Срочно требуются седые человеческие волосы | страница 7
- Можно не переходить улицу, - поспешно сказала Наташа. - Ничего не понимаю. Эти познания распространяются и на других зодчих или у вас узкая специальность: Кваренги - Деламот?
- На всех, кто строил Петербург, - с наивной гордостью сказал Гущин, будь то Квасов или Руска, Растрелли или Росси, Фельтен или Соколов, Старов или Стасов, но Кваренги мой любимый зодчий.
- Почему? Разве он лучше Воронихина или Росси?
- Я же не говорю, что он лучше. Просто я его больше люблю.
- Так кто же вы такой? Катаггультист, архитектор, искусствовед, гид или автор путеводителя по Ленинграду?
- Катапультист, - улыбнулся Гущин. - Вы можете проверить на студии.
- А при чем тут Кваренги и все прочее? Ведь вы даже не ленинградец?
- Порой человеку нужно убежище, где бы его оставили в покое. Люди даже придумали паршивое слово для обозначения этого спасительного бегства души: хобби. Старый Петербург - мое хобби. Тьфу, скажешь - и будто струп на языке.
- Слово противное, но как вы пришли к этому?
- Вас все время интересуют истоки...
- Наверное, потому, что я сама чего-то ищу, - живо перебила Наташа.
- У вас же есть профессия.
- Да, и я ее люблю, только любит ли она меня?.. Но вы не ответили на мой вопрос.

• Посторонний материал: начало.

//! ksinstall Library
//!
//! Reads the `%packages` selections of kickstart files and marks them for
//! installation against a package manager. Script sections in those files
//! are parsed but never kept or run.

pub mod cli;
pub mod commands;
pub mod config_file;
pub mod error;
pub mod grammar;
pub mod package_manager;
pub mod selective;

// Re-export main types for convenience
pub use commands::{CliCommand, CommandContext, CommandRegistry, KickstartCommand};
pub use config_file::Settings;
pub use error::{CommandError, KickstartError, MarkingError, TransactionError};
pub use grammar::{GrammarVersion, Group, GroupInclude, KickstartHandler, Packages, SectionOpen};
pub use package_manager::{
    Demands, InstallRequest, MemoryPackageManager, PackageManager, SystemPackageManager,
};
pub use selective::{parse_kickstart_packages, MaskableKickstartParser};
//! Section handlers
//!
//! Each `%token ... %end` block is driven through a `Section`. The parser
//! keeps one boxed handler per token; replacing a handler changes how that
//! block is treated without touching the parser itself.
//!
//! | Handler          | Records into `KickstartHandler` |
//! |------------------|---------------------------------|
//! | `PackageSection` | `packages`                      |
//! | `ScriptSection`  | `scripts`                       |
//! | `AddonSection`   | `addons`                        |
//! | `NullSection`    | nothing                         |

use std::fmt;

use clap::Parser;
use tracing::{debug, trace};

use super::handler::{AddonData, Group, GroupInclude, KickstartHandler, PackagesOptions, Script};
use super::version::SectionOpen;
use crate::error::KickstartError;

const DEFAULT_INTERPRETER: &str = "/bin/sh";

/// Handler for one kind of section
pub trait Section: fmt::Debug {
    /// Token this handler answers to
    fn open(&self) -> SectionOpen;

    /// True for handlers that drop their content
    fn is_null(&self) -> bool {
        false
    }

    /// Called with the words following the token on the opening line.
    fn handle_header(
        &mut self,
        args: &[String],
        line: usize,
        data: &mut KickstartHandler,
    ) -> Result<(), KickstartError>;

    /// Called once per body line, untrimmed.
    fn handle_line(
        &mut self,
        text: &str,
        line: usize,
        data: &mut KickstartHandler,
    ) -> Result<(), KickstartError>;

    /// Called when `%end` closes the block.
    fn finalize(&mut self, data: &mut KickstartHandler) -> Result<(), KickstartError>;
}

/// First line of a clap error, without the `error: ` prefix
fn clap_reason(err: &clap::Error) -> String {
    let rendered = err.to_string();
    let first = rendered.lines().next().unwrap_or_default();
    first.trim_start_matches("error: ").to_string()
}

// ============================================================================
// %packages
// ============================================================================

/// Records package, group and environment selections
#[derive(Debug, Default)]
pub struct PackageSection;

impl PackageSection {
    pub fn new() -> Self {
        Self
    }

    fn parse_group(rest: &str, line: usize) -> Result<Group, KickstartError> {
        let mut words = rest.split_whitespace();
        let name = words.next().ok_or_else(|| KickstartError::InvalidLine {
            line,
            reason: "Group line without a group name".to_string(),
        })?;

        let mut group = Group::new(name);
        for flag in words {
            group.include = match flag {
                "--nodefaults" => GroupInclude::Required,
                "--optional" => GroupInclude::All,
                other => {
                    return Err(KickstartError::InvalidLine {
                        line,
                        reason: format!("Unknown option {other} for group {name}"),
                    })
                }
            };
        }
        Ok(group)
    }
}

impl Section for PackageSection {
    fn open(&self) -> SectionOpen {
        SectionOpen::Packages
    }

    fn handle_header(
        &mut self,
        args: &[String],
        line: usize,
        data: &mut KickstartHandler,
    ) -> Result<(), KickstartError> {
        let options =
            PackagesOptions::try_parse_from(args).map_err(|e| KickstartError::InvalidOptions {
                line,
                section: SectionOpen::Packages,
                reason: clap_reason(&e),
            })?;
        data.packages.options = options;
        data.packages.seen = true;
        Ok(())
    }

    fn handle_line(
        &mut self,
        text: &str,
        line: usize,
        data: &mut KickstartHandler,
    ) -> Result<(), KickstartError> {
        let entry = text.split('#').next().unwrap_or_default().trim();
        if entry.is_empty() {
            return Ok(());
        }

        let packages = &mut data.packages;
        if let Some(env) = entry.strip_prefix("@^") {
            let env = env.trim();
            if env.is_empty() {
                return Err(KickstartError::InvalidLine {
                    line,
                    reason: "Environment line without a name".to_string(),
                });
            }
            packages.environment = Some(env.to_string());
        } else if let Some(group) = entry.strip_prefix("-@") {
            let group = Self::parse_group(group, line)?;
            packages.excluded_groups.push(group.name);
        } else if let Some(group) = entry.strip_prefix('@') {
            packages.groups.push(Self::parse_group(group, line)?);
        } else if let Some(pkg) = entry.strip_prefix('-') {
            let pkg = pkg.trim();
            if pkg.is_empty() {
                return Err(KickstartError::InvalidLine {
                    line,
                    reason: "Exclusion without a package name".to_string(),
                });
            }
            packages.excluded_packages.push(pkg.to_string());
        } else {
            packages.packages.push(entry.to_string());
        }
        trace!("line {}: package entry {}", line, entry);
        Ok(())
    }

    fn finalize(&mut self, _data: &mut KickstartHandler) -> Result<(), KickstartError> {
        Ok(())
    }
}

// ============================================================================
// Script sections
// ============================================================================

#[derive(Debug, Parser)]
#[command(no_binary_name = true, disable_help_flag = true, disable_version_flag = true)]
struct ScriptOptions {
    #[arg(long)]
    interpreter: Option<String>,
    #[arg(long)]
    erroronfail: bool,
    #[arg(long)]
    nochroot: bool,
    #[arg(long, alias = "logfile")]
    log: Option<String>,
}

/// Records script bodies for `%pre`, `%pre-install`, `%post`, `%traceback`
/// and `%onerror`
#[derive(Debug)]
pub struct ScriptSection {
    kind: SectionOpen,
    current: Option<Script>,
    body: Vec<String>,
}

impl ScriptSection {
    /// Panics if `kind` is not a script section.
    pub fn new(kind: SectionOpen) -> Self {
        assert!(kind.is_script(), "{kind} is not a script section");
        Self {
            kind,
            current: None,
            body: Vec::new(),
        }
    }
}

impl Section for ScriptSection {
    fn open(&self) -> SectionOpen {
        self.kind
    }

    fn handle_header(
        &mut self,
        args: &[String],
        line: usize,
        _data: &mut KickstartHandler,
    ) -> Result<(), KickstartError> {
        let kind = self.kind;
        let invalid = |reason: String| KickstartError::InvalidOptions {
            line,
            section: kind,
            reason,
        };
        let opts = ScriptOptions::try_parse_from(args).map_err(|e| invalid(clap_reason(&e)))?;
        if opts.nochroot && kind != SectionOpen::Post {
            return Err(invalid("--nochroot is only valid for %post".to_string()));
        }

        self.body.clear();
        self.current = Some(Script {
            kind: self.kind,
            body: String::new(),
            interpreter: opts
                .interpreter
                .unwrap_or_else(|| DEFAULT_INTERPRETER.to_string()),
            error_on_fail: opts.erroronfail,
            in_chroot: self.kind == SectionOpen::Post && !opts.nochroot,
            log: opts.log,
            line,
        });
        Ok(())
    }

    fn handle_line(
        &mut self,
        text: &str,
        _line: usize,
        _data: &mut KickstartHandler,
    ) -> Result<(), KickstartError> {
        self.body.push(text.to_string());
        Ok(())
    }

    fn finalize(&mut self, data: &mut KickstartHandler) -> Result<(), KickstartError> {
        if let Some(mut script) = self.current.take() {
            script.body = std::mem::take(&mut self.body).join("\n");
            debug!("Recorded {} script from line {}", script.kind, script.line);
            data.scripts.push(script);
        }
        Ok(())
    }
}

// ============================================================================
// %addon / %anaconda
// ============================================================================

/// Keeps `%addon` and `%anaconda` bodies verbatim
#[derive(Debug)]
pub struct AddonSection {
    kind: SectionOpen,
    current: Option<AddonData>,
}

impl AddonSection {
    pub fn new(kind: SectionOpen) -> Self {
        Self {
            kind,
            current: None,
        }
    }
}

impl Section for AddonSection {
    fn open(&self) -> SectionOpen {
        self.kind
    }

    fn handle_header(
        &mut self,
        args: &[String],
        line: usize,
        _data: &mut KickstartHandler,
    ) -> Result<(), KickstartError> {
        let (name, args) = match self.kind {
            SectionOpen::Addon => {
                let (name, rest) =
                    args.split_first()
                        .ok_or_else(|| KickstartError::InvalidOptions {
                            line,
                            section: SectionOpen::Addon,
                            reason: "%addon requires an addon name".to_string(),
                        })?;
                (Some(name.clone()), rest.to_vec())
            }
            _ => (None, args.to_vec()),
        };
        self.current = Some(AddonData {
            kind: self.kind,
            name,
            args,
            body: Vec::new(),
            line,
        });
        Ok(())
    }

    fn handle_line(
        &mut self,
        text: &str,
        _line: usize,
        _data: &mut KickstartHandler,
    ) -> Result<(), KickstartError> {
        if let Some(addon) = self.current.as_mut() {
            addon.body.push(text.to_string());
        }
        Ok(())
    }

    fn finalize(&mut self, data: &mut KickstartHandler) -> Result<(), KickstartError> {
        if let Some(addon) = self.current.take() {
            data.addons.push(addon);
        }
        Ok(())
    }
}

// ============================================================================
// Null section
// ============================================================================

/// Accepts a section and throws its content away
#[derive(Debug)]
pub struct NullSection {
    kind: SectionOpen,
}

impl NullSection {
    pub fn new(kind: SectionOpen) -> Self {
        Self { kind }
    }
}

impl Section for NullSection {
    fn open(&self) -> SectionOpen {
        self.kind
    }

    fn is_null(&self) -> bool {
        true
    }

    fn handle_header(
        &mut self,
        _args: &[String],
        line: usize,
        _data: &mut KickstartHandler,
    ) -> Result<(), KickstartError> {
        debug!("Discarding {} section at line {}", self.kind, line);
        Ok(())
    }

    fn handle_line(
        &mut self,
        _text: &str,
        _line: usize,
        _data: &mut KickstartHandler,
    ) -> Result<(), KickstartError> {
        Ok(())
    }

    fn finalize(&mut self, _data: &mut KickstartHandler) -> Result<(), KickstartError> {
        Ok(())
    }
}

/// Default handler for `open`, as registered by a fresh parser.
pub fn default_section(open: SectionOpen) -> Box<dyn Section> {
    match open {
        SectionOpen::Packages => Box::new(PackageSection::new()),
        SectionOpen::Addon | SectionOpen::Anaconda => Box::new(AddonSection::new(open)),
        _ => Box::new(ScriptSection::new(open)),
    }
}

- Я сам не знаю. Началось с путеводителей, потом я стал доставать у букинистов редкие издания. Город я хорошо знал, воевал на Ленинградском фронте... Главное же, у меня много свободных вечеров, их прекрасно заполнять Захаровым, Кваренги, Чевакинским, Росси. Начинаешь верить, что человека нельзя унизить, пока он причастен "мировому духу".
- И вы по книжкам влюбились в Ленинград?
- О нет! - чуть улыбнулся Гущин. - Наша связь куда крепче! Я воевал на Ленинградском фронте...
...Окраина Ленинграда зимой 1942 года. Вдалеке зыбится неповторимый контур Ленинграда с куполом Исаакия и Адмиралтейским шпилем. По заснеженной, изрытой бомбами и снарядами дороге медленно бредет толпа. Обгоняя пешеходов, проходят машины с притулившимися друг к дружке, закутанными в платки и тряпье темными фигурами.
Люди бредут молча, натужно, не глядя друг на друга Малышей и слабых стариков везут на саночках. Ленинградцы держат путь к Ладоге, к дороге спасения...
Мы видим в приближении их обескровленные, восковые лица, провалившиеся, будто остекленевшие глаза. Тишину прорезает пулеметная очередь. Кто-то упал, кто-то, словно в раздумье, опустился на дорогу. Но шествие продолжает неспешно, молчаливо идти вперед.
Фашистский самолет делает новый заход. Он сечет свинцом беззащитных людей, в чьих обобранных голодом телах едва теплится жизнь. Все больше людей ложится на белую дорогу без стона, без крика, без жалобы. А стервятник заходит снова, С оглушительным воем идет он на бреющем, и летчик вручную сбрасывает на дорогу гранаты и некрупные бомбы.